//! Faults which indicate that the emulation itself has gone wrong, as
//! opposed to conditions the emulated software can observe in the
//! status register.  Either of these stops the machine.
use std::error::Error;
use std::fmt::{self, Display, Formatter};

use super::unit::UnitNumber;

#[derive(Debug, Clone, PartialEq, Eq)]
pub enum ControllerFault {
    /// A backing-store completion arrived for a unit which was not
    /// waiting for one.
    InconsistentState { unit: UnitNumber, message: String },
    /// A unit asked for a second backing-store operation while its
    /// first was still queued.
    DuplicateRequest { unit: UnitNumber },
}

impl ControllerFault {
    pub fn unit(&self) -> UnitNumber {
        match self {
            ControllerFault::InconsistentState { unit, .. }
            | ControllerFault::DuplicateRequest { unit } => *unit,
        }
    }
}

impl Display for ControllerFault {
    fn fmt(&self, f: &mut Formatter<'_>) -> Result<(), fmt::Error> {
        match self {
            ControllerFault::InconsistentState { unit, message } => {
                write!(f, "tape unit {unit} is in an inconsistent state: {message}")
            }
            ControllerFault::DuplicateRequest { unit } => {
                write!(
                    f,
                    "tape unit {unit} requested a second backing-store operation while one was already queued"
                )
            }
        }
    }
}

impl Error for ControllerFault {}

#[test]
fn test_fault_display() {
    let fault = ControllerFault::InconsistentState {
        unit: UnitNumber::ZERO,
        message: "completion arrived while idle".to_string(),
    };
    assert_eq!(
        fault.to_string(),
        "tape unit 0 is in an inconsistent state: completion arrived while idle"
    );
    assert_eq!(fault.unit(), UnitNumber::ZERO);
}
//! Interrupt priority levels and vectors.
//!
//! A device requests an interrupt on one of the bus-request lines
//! BR4-BR7.  When the request is granted the device supplies a vector,
//! the low-memory address from which the CPU loads the new PC and PS.
use std::error::Error;
use std::fmt::{self, Display, Formatter};

use serde::Serialize;

/// A processor or bus-request priority, 0 to 7.
#[derive(Debug, Clone, Copy, PartialEq, Eq, PartialOrd, Ord, Hash, Serialize)]
pub struct PriorityLevel(u8);

impl PriorityLevel {
    pub const ZERO: PriorityLevel = PriorityLevel(0);
    pub const BR4: PriorityLevel = PriorityLevel(4);
    pub const BR5: PriorityLevel = PriorityLevel(5);
    pub const BR6: PriorityLevel = PriorityLevel(6);
    pub const BR7: PriorityLevel = PriorityLevel(7);

    /// The level as it appears in bits 5-7 of the processor status word.
    pub fn psw_bits(&self) -> u16 {
        u16::from(self.0) << 5
    }
}

#[derive(Debug, Clone, Copy, PartialEq, Eq)]
pub struct LevelOutOfRange(pub u8);

impl Display for LevelOutOfRange {
    fn fmt(&self, f: &mut Formatter<'_>) -> Result<(), fmt::Error> {
        write!(f, "priority level {} is not in the range 0-7", self.0)
    }
}

impl Error for LevelOutOfRange {}

impl TryFrom<u8> for PriorityLevel {
    type Error = LevelOutOfRange;
    fn try_from(n: u8) -> Result<PriorityLevel, LevelOutOfRange> {
        if n <= 7 {
            Ok(PriorityLevel(n))
        } else {
            Err(LevelOutOfRange(n))
        }
    }
}

impl From<PriorityLevel> for u8 {
    fn from(level: PriorityLevel) -> u8 {
        level.0
    }
}

impl Display for PriorityLevel {
    fn fmt(&self, f: &mut Formatter<'_>) -> Result<(), fmt::Error> {
        write!(f, "BR{}", self.0)
    }
}

/// An interrupt vector: a word-pair address in the bottom of memory.
#[derive(Debug, Clone, Copy, PartialEq, Eq, PartialOrd, Ord, Hash, Serialize)]
pub struct Vector(u16);

impl Vector {
    /// Largest vector address a Unibus device can supply.
    const MAX: u16 = 0o774;

    pub const fn new<const N: u16>() -> Vector {
        assert!(N <= Vector::MAX && N % 4 == 0);
        Vector(N)
    }
}

#[derive(Debug, Clone, Copy, PartialEq, Eq)]
pub struct VectorOutOfRange(pub u16);

impl Display for VectorOutOfRange {
    fn fmt(&self, f: &mut Formatter<'_>) -> Result<(), fmt::Error> {
        write!(
            f,
            "{:o} is not a valid interrupt vector (it must be a multiple of 4 no greater than 774)",
            self.0
        )
    }
}

impl Error for VectorOutOfRange {}

impl TryFrom<u16> for Vector {
    type Error = VectorOutOfRange;
    fn try_from(n: u16) -> Result<Vector, VectorOutOfRange> {
        if n <= Vector::MAX && n % 4 == 0 {
            Ok(Vector(n))
        } else {
            Err(VectorOutOfRange(n))
        }
    }
}

impl From<Vector> for u16 {
    fn from(v: Vector) -> u16 {
        v.0
    }
}

impl Display for Vector {
    fn fmt(&self, f: &mut Formatter<'_>) -> Result<(), fmt::Error> {
        write!(f, "{:03o}", self.0)
    }
}

#[test]
fn test_vector_validation() {
    assert_eq!(Vector::try_from(0o224).map(u16::from), Ok(0o224));
    assert_eq!(Vector::try_from(0o226), Err(VectorOutOfRange(0o226)));
    assert_eq!(Vector::try_from(0o1000), Err(VectorOutOfRange(0o1000)));
    assert_eq!(Vector::new::<0o224>().to_string(), "224");
}

#[test]
fn test_level_validation() {
    assert_eq!(PriorityLevel::try_from(5), Ok(PriorityLevel::BR5));
    assert!(PriorityLevel::try_from(8).is_err());
    assert_eq!(PriorityLevel::BR5.psw_bits(), 5 << 5);
    assert!(PriorityLevel::BR7 > PriorityLevel::BR4);
}
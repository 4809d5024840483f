//! Prompt templates for the debate flow

/// Templates for generating prompts at each debate step
pub struct DebatePrompt;

impl DebatePrompt {
    /// System prompt for a debating agent
    pub fn agent_system(rank: u8, max_rank: u8) -> String {
        format!(
            r#"You are a careful problem solver with proficiency level {} out of {}.
You are one of several agents working toward a shared, correct answer.
Show your reasoning briefly and always state a single final answer."#,
            rank, max_rank
        )
    }

    /// System prompt for impartial judgments (equivalence, correctness)
    pub fn judge_system() -> &'static str {
        r#"You are an impartial grader of mathematical answers.
Two answers are equivalent when they denote the same value, regardless of form
(for example 0.5, 1/2 and 50% are the same value).
Reply with YES or NO on the first line, nothing else is required."#
    }

    /// User prompt for the initial solve
    pub fn solve(problem: &str) -> String {
        format!(
            r#"Solve the following problem and provide the final answer:

{}"#,
            problem
        )
    }

    /// User prompt for opening a debate round
    pub fn message(problem: &str, own_answer: &str, other_answer: &str, history: &str) -> String {
        format!(
            r#"We are debating to solve the following problem:

{}

My solution:
{}

Your solution:
{}

Discussion so far:
{}

Discuss the differences between the two solutions. Point out any errors and give corrected steps where needed."#,
            problem, own_answer, other_answer, history
        )
    }

    /// User prompt for replying within a round
    pub fn reply(
        problem: &str,
        own_answer: &str,
        other_answer: &str,
        incoming: &str,
        history: &str,
    ) -> String {
        format!(
            r#"We are debating to solve the following problem:

{}

My solution:
{}

Your solution:
{}

Discussion so far:
{}

Your debate partner just said:
{}

Respond to their argument. Concede points that are correct and challenge points that are wrong."#,
            problem, own_answer, other_answer, history, incoming
        )
    }

    /// User prompt for the update evaluation (structured JSON output)
    pub fn update(problem: &str, current_answer: &str, history: &str) -> String {
        format!(
            r#"Problem:
{}

Your current answer:
{}

Debate transcript:
{}

Decide whether the debate should change your answer. Only report a change if the new
answer is NOT mathematically equivalent to your current one.

Respond with JSON only, in exactly this shape:
{{"changed": <true|false>, "new_answer": "<answer or empty>", "confidence": <0-100>, "reasoning": "<one sentence>"}}"#,
            problem, current_answer, history
        )
    }

    /// User prompt for the equivalence judgment
    pub fn equivalence(answer_a: &str, answer_b: &str) -> String {
        format!(
            r#"Solution 1:
{}

Solution 2:
{}

Do these solutions reach the same final answer? Answer YES or NO."#,
            answer_a, answer_b
        )
    }

    /// User prompt for the correctness judgment
    pub fn correctness(agent_answer: &str, reference_answer: &str) -> String {
        format!(
            r#"Reference answer:
{}

Candidate answer:
{}

Does the candidate reach the same final answer as the reference? Answer YES or NO."#,
            reference_answer, agent_answer
        )
    }
}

::::::::

EXERCISE PROMPT -> From the records above, retype only the lines starting at the line that contains "repository 4809d5024840483f" and ending at the line that contains "of mathematical answers.", both included.

ANSWER TO THIS TASK ->
repository 4809d5024840483f
//! Prompt templates for the debate flow

/// Templates for generating prompts at each debate step
pub struct DebatePrompt;

impl DebatePrompt {
    /// System prompt for a debating agent
    pub fn agent_system(rank: u8, max_rank: u8) -> String {
        format!(
            r#"You are a careful problem solver with proficiency level {} out of {}.
You are one of several agents working toward a shared, correct answer.
Show your reasoning briefly and always state a single final answer."#,
            rank, max_rank
        )
    }

    /// System prompt for impartial judgments (equivalence, correctness)
    pub fn judge_system() -> &'static str {
        r#"You are an impartial grader of mathematical answers.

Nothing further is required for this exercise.